[Exercise] This task calls for the complete listing below, reproduced exactly.

[Provided records]
####

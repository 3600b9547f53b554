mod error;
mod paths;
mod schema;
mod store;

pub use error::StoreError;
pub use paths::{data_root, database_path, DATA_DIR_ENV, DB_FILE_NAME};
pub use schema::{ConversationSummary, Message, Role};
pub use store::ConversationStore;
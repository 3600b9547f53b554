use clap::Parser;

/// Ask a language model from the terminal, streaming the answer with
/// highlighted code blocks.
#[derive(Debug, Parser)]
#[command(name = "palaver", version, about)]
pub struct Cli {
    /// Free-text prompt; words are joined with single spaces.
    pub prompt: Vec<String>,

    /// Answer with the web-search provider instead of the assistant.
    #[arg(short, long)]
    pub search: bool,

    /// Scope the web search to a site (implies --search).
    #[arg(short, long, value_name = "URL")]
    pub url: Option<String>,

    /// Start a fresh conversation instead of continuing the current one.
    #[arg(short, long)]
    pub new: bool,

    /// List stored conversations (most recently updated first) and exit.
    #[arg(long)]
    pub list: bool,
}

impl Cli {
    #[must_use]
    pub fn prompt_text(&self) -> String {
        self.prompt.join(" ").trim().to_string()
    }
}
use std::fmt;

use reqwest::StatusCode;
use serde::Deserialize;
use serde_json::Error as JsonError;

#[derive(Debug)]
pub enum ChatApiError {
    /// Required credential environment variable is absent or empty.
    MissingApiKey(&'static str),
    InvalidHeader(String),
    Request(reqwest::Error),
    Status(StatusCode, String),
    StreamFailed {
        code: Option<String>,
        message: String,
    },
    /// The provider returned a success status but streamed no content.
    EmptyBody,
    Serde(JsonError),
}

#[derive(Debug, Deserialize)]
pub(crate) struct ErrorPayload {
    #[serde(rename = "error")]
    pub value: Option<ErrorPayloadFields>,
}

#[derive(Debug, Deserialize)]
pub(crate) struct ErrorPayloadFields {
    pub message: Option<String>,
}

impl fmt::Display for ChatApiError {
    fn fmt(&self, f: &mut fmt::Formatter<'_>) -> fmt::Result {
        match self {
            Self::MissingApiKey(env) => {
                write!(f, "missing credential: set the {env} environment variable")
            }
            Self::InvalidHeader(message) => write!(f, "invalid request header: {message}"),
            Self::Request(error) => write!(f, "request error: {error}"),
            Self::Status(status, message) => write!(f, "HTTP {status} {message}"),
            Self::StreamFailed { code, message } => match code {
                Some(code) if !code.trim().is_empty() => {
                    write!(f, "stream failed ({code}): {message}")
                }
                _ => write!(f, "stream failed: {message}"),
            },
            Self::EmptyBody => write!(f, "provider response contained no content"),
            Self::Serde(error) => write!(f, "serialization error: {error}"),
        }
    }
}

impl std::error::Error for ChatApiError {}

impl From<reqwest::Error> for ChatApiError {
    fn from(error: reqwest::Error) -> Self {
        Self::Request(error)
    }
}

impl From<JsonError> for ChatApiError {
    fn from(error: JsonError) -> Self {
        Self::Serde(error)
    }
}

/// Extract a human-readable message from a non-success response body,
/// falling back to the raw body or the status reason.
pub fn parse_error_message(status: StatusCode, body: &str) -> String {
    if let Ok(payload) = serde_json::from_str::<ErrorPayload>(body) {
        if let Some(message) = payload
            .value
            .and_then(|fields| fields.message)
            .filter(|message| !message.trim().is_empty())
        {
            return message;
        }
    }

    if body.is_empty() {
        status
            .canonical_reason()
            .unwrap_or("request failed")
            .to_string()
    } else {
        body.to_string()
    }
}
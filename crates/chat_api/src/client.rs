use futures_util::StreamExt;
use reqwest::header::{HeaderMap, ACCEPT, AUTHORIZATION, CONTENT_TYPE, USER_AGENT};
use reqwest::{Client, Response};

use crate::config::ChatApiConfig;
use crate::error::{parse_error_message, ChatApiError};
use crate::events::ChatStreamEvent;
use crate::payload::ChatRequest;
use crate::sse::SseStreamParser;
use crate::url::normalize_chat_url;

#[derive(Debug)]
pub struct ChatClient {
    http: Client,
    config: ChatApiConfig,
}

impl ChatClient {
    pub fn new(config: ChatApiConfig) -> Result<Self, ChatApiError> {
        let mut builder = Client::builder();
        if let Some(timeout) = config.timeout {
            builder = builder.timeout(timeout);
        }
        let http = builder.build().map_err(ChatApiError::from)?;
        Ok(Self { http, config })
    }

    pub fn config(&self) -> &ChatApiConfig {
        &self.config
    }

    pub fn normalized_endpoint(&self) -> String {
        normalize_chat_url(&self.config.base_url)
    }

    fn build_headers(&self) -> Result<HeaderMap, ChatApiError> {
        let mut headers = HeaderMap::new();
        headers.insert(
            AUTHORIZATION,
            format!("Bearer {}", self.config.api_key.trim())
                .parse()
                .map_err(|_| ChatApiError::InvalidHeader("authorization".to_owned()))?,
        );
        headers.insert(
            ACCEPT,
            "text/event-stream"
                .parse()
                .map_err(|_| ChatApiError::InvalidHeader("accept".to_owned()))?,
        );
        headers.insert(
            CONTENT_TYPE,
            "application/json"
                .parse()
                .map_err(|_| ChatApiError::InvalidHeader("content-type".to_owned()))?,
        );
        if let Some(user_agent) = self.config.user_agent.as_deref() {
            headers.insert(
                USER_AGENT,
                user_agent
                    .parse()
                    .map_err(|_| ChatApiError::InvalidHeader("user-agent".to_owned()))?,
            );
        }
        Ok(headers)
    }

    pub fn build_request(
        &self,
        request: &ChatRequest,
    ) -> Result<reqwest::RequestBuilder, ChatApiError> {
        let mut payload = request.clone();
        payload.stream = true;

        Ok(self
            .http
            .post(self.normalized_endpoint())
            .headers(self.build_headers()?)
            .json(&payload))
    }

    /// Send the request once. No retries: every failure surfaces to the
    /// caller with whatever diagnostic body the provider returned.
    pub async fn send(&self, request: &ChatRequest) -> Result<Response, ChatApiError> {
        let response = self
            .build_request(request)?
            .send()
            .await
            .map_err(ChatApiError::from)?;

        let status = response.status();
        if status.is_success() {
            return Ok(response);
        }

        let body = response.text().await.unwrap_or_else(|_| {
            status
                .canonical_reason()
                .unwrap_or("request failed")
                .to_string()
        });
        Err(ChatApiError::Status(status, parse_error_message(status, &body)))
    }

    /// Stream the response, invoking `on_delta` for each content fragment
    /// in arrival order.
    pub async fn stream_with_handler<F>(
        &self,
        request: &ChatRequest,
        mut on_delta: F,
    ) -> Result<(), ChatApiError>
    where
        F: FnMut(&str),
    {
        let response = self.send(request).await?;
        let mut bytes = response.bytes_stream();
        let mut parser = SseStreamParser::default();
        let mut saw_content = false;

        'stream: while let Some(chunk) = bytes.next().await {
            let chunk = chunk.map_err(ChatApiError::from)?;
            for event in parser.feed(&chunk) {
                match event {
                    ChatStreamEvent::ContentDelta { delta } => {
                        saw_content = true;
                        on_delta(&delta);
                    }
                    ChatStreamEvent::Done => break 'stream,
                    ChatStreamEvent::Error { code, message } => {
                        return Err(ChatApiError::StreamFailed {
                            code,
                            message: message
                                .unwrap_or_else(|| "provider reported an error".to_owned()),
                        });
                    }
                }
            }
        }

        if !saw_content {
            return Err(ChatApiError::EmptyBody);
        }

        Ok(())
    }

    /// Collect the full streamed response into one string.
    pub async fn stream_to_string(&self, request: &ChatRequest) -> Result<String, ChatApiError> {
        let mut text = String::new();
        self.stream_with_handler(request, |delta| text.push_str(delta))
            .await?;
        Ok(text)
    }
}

####

[Result of the exercise]
repository 3600b9547f53b554
mod error;
mod paths;
mod schema;
mod store;

pub use error::StoreError;
pub use paths::{data_root, database_path, DATA_DIR_ENV, DB_FILE_NAME};
pub use schema::{ConversationSummary, Message, Role};
pub use store::ConversationStore;
repository 3600b9547f53b554
use clap::Parser;

/// Ask a language model from the terminal, streaming the answer with
/// highlighted code blocks.
#[derive(Debug, Parser)]
#[command(name = "palaver", version, about)]
pub struct Cli {
    /// Free-text prompt; words are joined with single spaces.
    pub prompt: Vec<String>,

    /// Answer with the web-search provider instead of the assistant.
    #[arg(short, long)]
    pub search: bool,

    /// Scope the web search to a site (implies --search).
    #[arg(short, long, value_name = "URL")]
    pub url: Option<String>,

    /// Start a fresh conversation instead of continuing the current one.
    #[arg(short, long)]
    pub new: bool,

    /// List stored conversations (most recently updated first) and exit.
    #[arg(long)]
    pub list: bool,
}

impl Cli {
    #[must_use]
    pub fn prompt_text(&self) -> String {
        self.prompt.join(" ").trim().to_string()
    }
}
use std::fmt;

use reqwest::StatusCode;
use serde::Deserialize;
use serde_json::Error as JsonError;

#[derive(Debug)]
pub enum ChatApiError {
    /// Required credential environment variable is absent or empty.
    MissingApiKey(&'static str),
    InvalidHeader(String),
    Request(reqwest::Error),
    Status(StatusCode, String),
    StreamFailed {
        code: Option<String>,
        message: String,
    },
    /// The provider returned a success status but streamed no content.
    EmptyBody,
    Serde(JsonError),
}

#[derive(Debug, Deserialize)]
pub(crate) struct ErrorPayload {
    #[serde(rename = "error")]
    pub value: Option<ErrorPayloadFields>,
}

#[derive(Debug, Deserialize)]
pub(crate) struct ErrorPayloadFields {
    pub message: Option<String>,
}

impl fmt::Display for ChatApiError {
    fn fmt(&self, f: &mut fmt::Formatter<'_>) -> fmt::Result {
        match self {
            Self::MissingApiKey(env) => {
                write!(f, "missing credential: set the {env} environment variable")
            }
            Self::InvalidHeader(message) => write!(f, "invalid request header: {message}"),
            Self::Request(error) => write!(f, "request error: {error}"),
            Self::Status(status, message) => write!(f, "HTTP {status} {message}"),
            Self::StreamFailed { code, message } => match code {
                Some(code) if !code.trim().is_empty() => {
                    write!(f, "stream failed ({code}): {message}")
                }
                _ => write!(f, "stream failed: {message}"),
            },
            Self::EmptyBody => write!(f, "provider response contained no content"),
            Self::Serde(error) => write!(f, "serialization error: {error}"),
        }
    }
}

impl std::error::Error for ChatApiError {}

impl From<reqwest::Error> for ChatApiError {
    fn from(error: reqwest::Error) -> Self {
        Self::Request(error)
    }
}

impl From<JsonError> for ChatApiError {
    fn from(error: JsonError) -> Self {
        Self::Serde(error)
    }
}

/// Extract a human-readable message from a non-success response body,
/// falling back to the raw body or the status reason.
pub fn parse_error_message(status: StatusCode, body: &str) -> String {
    if let Ok(payload) = serde_json::from_str::<ErrorPayload>(body) {
        if let Some(message) = payload
            .value
            .and_then(|fields| fields.message)
            .filter(|message| !message.trim().is_empty())
        {
            return message;
        }
    }

    if body.is_empty() {
        status
            .canonical_reason()
            .unwrap_or("request failed")
            .to_string()
    } else {
        body.to_string()
    }
}
filename crates/chat_api/src/client.rs
use futures_util::StreamExt;
use reqwest::header::{HeaderMap, ACCEPT, AUTHORIZATION, CONTENT_TYPE, USER_AGENT};
use reqwest::{Client, Response};

use crate::config::ChatApiConfig;
use crate::error::{parse_error_message, ChatApiError};
use crate::events::ChatStreamEvent;
use crate::payload::ChatRequest;
use crate::sse::SseStreamParser;
use crate::url::normalize_chat_url;

#[derive(Debug)]
pub struct ChatClient {
    http: Client,
    config: ChatApiConfig,
}

impl ChatClient {
    pub fn new(config: ChatApiConfig) -> Result<Self, ChatApiError> {
        let mut builder = Client::builder();
        if let Some(timeout) = config.timeout {
            builder = builder.timeout(timeout);
        }
        let http = builder.build().map_err(ChatApiError::from)?;
        Ok(Self { http, config })
    }

    pub fn config(&self) -> &ChatApiConfig {
        &self.config
    }

    pub fn normalized_endpoint(&self) -> String {
        normalize_chat_url(&self.config.base_url)
    }

    fn build_headers(&self) -> Result<HeaderMap, ChatApiError> {
        let mut headers = HeaderMap::new();
        headers.insert(
            AUTHORIZATION,
            format!("Bearer {}", self.config.api_key.trim())
                .parse()
                .map_err(|_| ChatApiError::InvalidHeader("authorization".to_owned()))?,
        );
        headers.insert(
            ACCEPT,
            "text/event-stream"
                .parse()
                .map_err(|_| ChatApiError::InvalidHeader("accept".to_owned()))?,
        );
        headers.insert(
            CONTENT_TYPE,
            "application/json"
                .parse()
                .map_err(|_| ChatApiError::InvalidHeader("content-type".to_owned()))?,
        );
        if let Some(user_agent) = self.config.user_agent.as_deref() {
            headers.insert(
                USER_AGENT,
                user_agent
                    .parse()
                    .map_err(|_| ChatApiError::InvalidHeader("user-agent".to_owned()))?,
            );
        }
        Ok(headers)
    }

    pub fn build_request(
        &self,
        request: &ChatRequest,
    ) -> Result<reqwest::RequestBuilder, ChatApiError> {
        let mut payload = request.clone();
        payload.stream = true;

        Ok(self
            .http
            .post(self.normalized_endpoint())
            .headers(self.build_headers()?)
            .json(&payload))
    }

    /// Send the request once. No retries: every failure surfaces to the
    /// caller with whatever diagnostic body the provider returned.
    pub async fn send(&self, request: &ChatRequest) -> Result<Response, ChatApiError> {
        let response = self
            .build_request(request)?
            .send()
            .await
            .map_err(ChatApiError::from)?;

        let status = response.status();
        if status.is_success() {
            return Ok(response);
        }

        let body = response.text().await.unwrap_or_else(|_| {
            status
                .canonical_reason()
                .unwrap_or("request failed")
                .to_string()
        });
        Err(ChatApiError::Status(status, parse_error_message(status, &body)))
    }

    /// Stream the response, invoking `on_delta` for each content fragment
    /// in arrival order.
    pub async fn stream_with_handler<F>(
        &self,
        request: &ChatRequest,
        mut on_delta: F,
    ) -> Result<(), ChatApiError>
    where
        F: FnMut(&str),
    {
        let response = self.send(request).await?;
        let mut bytes = response.bytes_stream();
        let mut parser = SseStreamParser::default();
        let mut saw_content = false;

        'stream: while let Some(chunk) = bytes.next().await {
            let chunk = chunk.map_err(ChatApiError::from)?;
            for event in parser.feed(&chunk) {
                match event {
                    ChatStreamEvent::ContentDelta { delta } => {
                        saw_content = true;
                        on_delta(&delta);
                    }
                    ChatStreamEvent::Done => break 'stream,
                    ChatStreamEvent::Error { code, message } => {
                        return Err(ChatApiError::StreamFailed {
                            code,
                            message: message
                                .unwrap_or_else(|| "provider reported an error".to_owned()),
                        });
                    }
                }
            }
        }

        if !saw_content {
            return Err(ChatApiError::EmptyBody);
        }

        Ok(())
    }

    /// Collect the full streamed response into one string.
    pub async fn stream_to_string(&self, request: &ChatRequest) -> Result<String, ChatApiError> {
        let mut text = String::new();
        self.stream_with_handler(request, |delta| text.push_str(delta))
            .await?;
        Ok(text)
    }
}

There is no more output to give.